One of those present, a diamond dealer named Arnon Zak put into words what everyone was thinking. "How can we rejoice when we are living in a vacuum? After the Rebbe's passing, is it possible to feel joy?"
Reb Shabsie was touched by Arnon's words. "Questions like these," he responded, "can be faced, but can't be answered. The pain we feel because of the Rebbe's passing cannot easily be soothed, but it's not a negative thing. On the contrary, the pain reflects powerful energies that should be channeled toward bonding with the Rebbe and furthering the mission with which he charged us."
"Moreover," Reb Shabsie continued, "we should not think that the Rebbe has forsaken us. Though now in the spiritual realms, he continues to care for all those who seek his assistance."
To illustrate his point, Reb Shabsie read a story from Kfar Chabad, a weekly Lubavitch magazine, which related how, after the Rebbe's passing, a person with a difficulty had written a letter to him and placed it in a volume of Igros Kodesh (a collection of the Rebbe's letters). When the person read the letter printed on the pages between which he had placed his note, he found an answer which gave him guidance concerning the problem confronting him.
A genuine chassid, Reb Shabsie continued, does not need stories like this to prove the Rebbe's ongoing concern, but if a person feels that he does need proof, such stories can serve the purpose.
Reb Shabsie was interrupted. One of the participants, an Israeli, and from his style of dress obviously non-observant, challenged him: "Would you mind putting that statement to a test? According to what you're saying, if one of us were to write a letter to the Rebbe and place it in a volume of Igros Kodesh, he would receive a pertinent answer. Can we try that now?"
All the listeners were stunned, and waited anxiously to see how Reb Shabsie would react.
Reb Shabsie turned to his son and asked him to go to his library and bring back a volume of Igros Kodesh. He turned to the questioner and asked him to write out a question for the Rebbe.
Somewhat unnerved by Reb Shabsie's acceptance of his challenge, the skeptic took a pen and paper and wrote: "When will we return to Eretz Yisrael?" He then signed his name, Shuki ben Yehoshua.
"Place your question in the volume," Reb Shabsie told him.
Reb Shabsie's son had brought the first volume of Igros Kodesh. Reb Shabsie opened the book and reported that the questioner's letter was between pages 264 and 265. The letter on those pages is dated Purim, 5704, and begins with the greeting: "Happy Purim."

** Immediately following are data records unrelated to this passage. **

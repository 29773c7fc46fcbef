// Job queue: admission, storage, source validation and dispatch
pub mod admission;
pub mod dispatch;
pub mod sources;
pub mod store;

pub use admission::{check_limit, AdmissionController, AdmissionPermit, MAX_CONCURRENCY_CEILING};
pub use dispatch::Dispatcher;
pub use sources::{parse_source, validate_folder, validate_local_file, AUDIO_EXTENSIONS};
pub use store::{ClearMode, JobStore};
// Queue item data models
use serde::{Deserialize, Serialize};
use std::path::{Path, PathBuf};

use super::settings::StemMode;

#[derive(Debug, Clone, Copy, Serialize, Deserialize, PartialEq, Eq, Hash)]
#[serde(rename_all = "snake_case")]
pub enum ItemStatus {
    Queued,
    Running,
    Done,
    Error,
    Canceled,
}

impl ItemStatus {
    /// Terminal statuses never transition again without an explicit retry
    pub fn is_terminal(self) -> bool {
        matches!(self, ItemStatus::Done | ItemStatus::Error | ItemStatus::Canceled)
    }

    pub fn as_str(self) -> &'static str {
        match self {
            ItemStatus::Queued => "queued",
            ItemStatus::Running => "running",
            ItemStatus::Done => "done",
            ItemStatus::Error => "error",
            ItemStatus::Canceled => "canceled",
        }
    }
}

/// Where an item's audio comes from; decides the phase-1 strategy
#[derive(Debug, Clone, Serialize, Deserialize, PartialEq, Eq, Hash)]
#[serde(tag = "kind", rename_all = "snake_case")]
pub enum Source {
    Remote { url: String },
    Local { path: PathBuf },
}

impl Source {
    pub fn is_local(&self) -> bool {
        matches!(self, Source::Local { .. })
    }

    /// Human-readable form, also used as the initial title
    pub fn label(&self) -> String {
        match self {
            Source::Remote { url } => url.clone(),
            Source::Local { path } => path.to_string_lossy().to_string(),
        }
    }

    pub fn local_path(&self) -> Option<&Path> {
        match self {
            Source::Local { path } => Some(path.as_path()),
            Source::Remote { .. } => None,
        }
    }
}

#[derive(Debug, Clone, Serialize, Deserialize, PartialEq)]
pub struct QueueItem {
    pub id: String,
    pub source: Source,
    pub title: String,
    #[serde(default)]
    pub channel: Option<String>,
    #[serde(default)]
    pub folder: String,
    pub status: ItemStatus,
    #[serde(default)]
    pub downloaded: bool,
    #[serde(default)]
    pub processing: bool,
    /// Phase-1 completion in [0,1]
    #[serde(default)]
    pub download_progress: f64,
    /// Phase-2 completion in [0,1], not the blended value
    #[serde(default)]
    pub progress: f64,
    #[serde(default)]
    pub download_eta_sec: Option<f64>,
    #[serde(default)]
    pub processing_eta_sec: Option<f64>,
    #[serde(default)]
    pub error: Option<String>,
    #[serde(default)]
    pub dest_path: Option<String>,
    #[serde(default)]
    pub stem_mode: Option<StemMode>,
    pub created_at: String,
    #[serde(default)]
    pub completed_at: Option<String>,
}

impl QueueItem {
    pub fn new(source: Source, folder: String, stem_mode: Option<StemMode>) -> Self {
        let title = match &source {
            Source::Local { path } => title_from_path(path),
            Source::Remote { url } => url.clone(),
        };

        Self {
            id: uuid::Uuid::new_v4().to_string(),
            source,
            title,
            channel: None,
            folder,
            status: ItemStatus::Queued,
            downloaded: false,
            processing: false,
            download_progress: 0.0,
            progress: 0.0,
            download_eta_sec: None,
            processing_eta_sec: None,
            error: None,
            dest_path: None,
            stem_mode,
            created_at: chrono::Utc::now().to_rfc3339(),
            completed_at: None,
        }
    }

    /// Build an item that failed validation before any work started
    pub fn rejected(source: Source, folder: String, stem_mode: Option<StemMode>, error: String) -> Self {
        let mut item = Self::new(source, folder, stem_mode);
        item.status = ItemStatus::Error;
        item.error = Some(error);
        item.completed_at = Some(chrono::Utc::now().to_rfc3339());
        item
    }

    /// Clear every per-attempt field; used when the dispatcher claims the item
    pub fn reset_progress(&mut self) {
        self.downloaded = false;
        self.processing = false;
        self.download_progress = 0.0;
        self.progress = 0.0;
        self.download_eta_sec = None;
        self.processing_eta_sec = None;
        self.error = None;
        self.dest_path = None;
        self.completed_at = None;
    }

    pub fn mark_done(&mut self, dest_path: String) {
        self.status = ItemStatus::Done;
        self.downloaded = true;
        self.download_progress = 1.0;
        self.processing = false;
        self.progress = 1.0;
        self.download_eta_sec = None;
        self.processing_eta_sec = None;
        self.error = None;
        self.dest_path = Some(dest_path);
        self.completed_at = Some(chrono::Utc::now().to_rfc3339());
    }

    pub fn mark_error(&mut self, message: String) {
        self.status = ItemStatus::Error;
        self.processing = false;
        self.download_eta_sec = None;
        self.processing_eta_sec = None;
        self.dest_path = None;
        self.error = Some(if message.trim().is_empty() {
            "unknown error".to_string()
        } else {
            message
        });
        self.completed_at = Some(chrono::Utc::now().to_rfc3339());
    }

    pub fn mark_canceled(&mut self) {
        self.status = ItemStatus::Canceled;
        self.processing = false;
        self.download_eta_sec = None;
        self.processing_eta_sec = None;
        self.completed_at = Some(chrono::Utc::now().to_rfc3339());
    }
}

/// Title derived from a file name ("Artist - Song.mp3" -> "Artist - Song")
pub fn title_from_path(path: &Path) -> String {
    path.file_stem()
        .map(|s| s.to_string_lossy().trim().to_string())
        .filter(|s| !s.is_empty())
        .unwrap_or_else(|| "untitled".to_string())
}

The assembled crowd felt an immediate connection. Here they were on Purim, listening to a letter written on Purim! And the Rebbe concluded that letter with a blessing:
"On that day, G-d will be one, and His name one." [May we proceed] immediately to teshuvah, and immediately to the Redemption."
There were those who considered the answer obvious proof of the effectiveness of asking the Igros. Here was a letter which seemed to provide a direct answer to the question which had been asked. Even the more skeptical had to admit the uncanny coincidence.
Reb Shabsie then asked Shuki if he would mind hearing the entire letter the Rebbe had written.
"Of course not," Shuki answered.
"Even if it reflects on your personal life?"
"Why not? I'm an open person. Let the chips fly!"
So Reb Shabsi proceeded to read the letter in its entirety. It spoke about an Israeli youth who had studied in yeshivah, but who had abandoned that lifestyle. The Rebbe asked that contact be made with him, and efforts undertaken to encourage him to identify with his roots.
Upon hearing the whole letter, Shuki became very embarrassed, and asked to be excused, for his personal history was similar to that described. For years, his parents had encouraged him to return to observance, but with no success.
Reb Shabsi refused to let him go. "Don't run away, Shuki! Look yourself in the mirror. Face who you are!"
The farbrengen continued until late in the morning, and had a profound effect on Shuki's life, inspiring him to confront his past and return to it.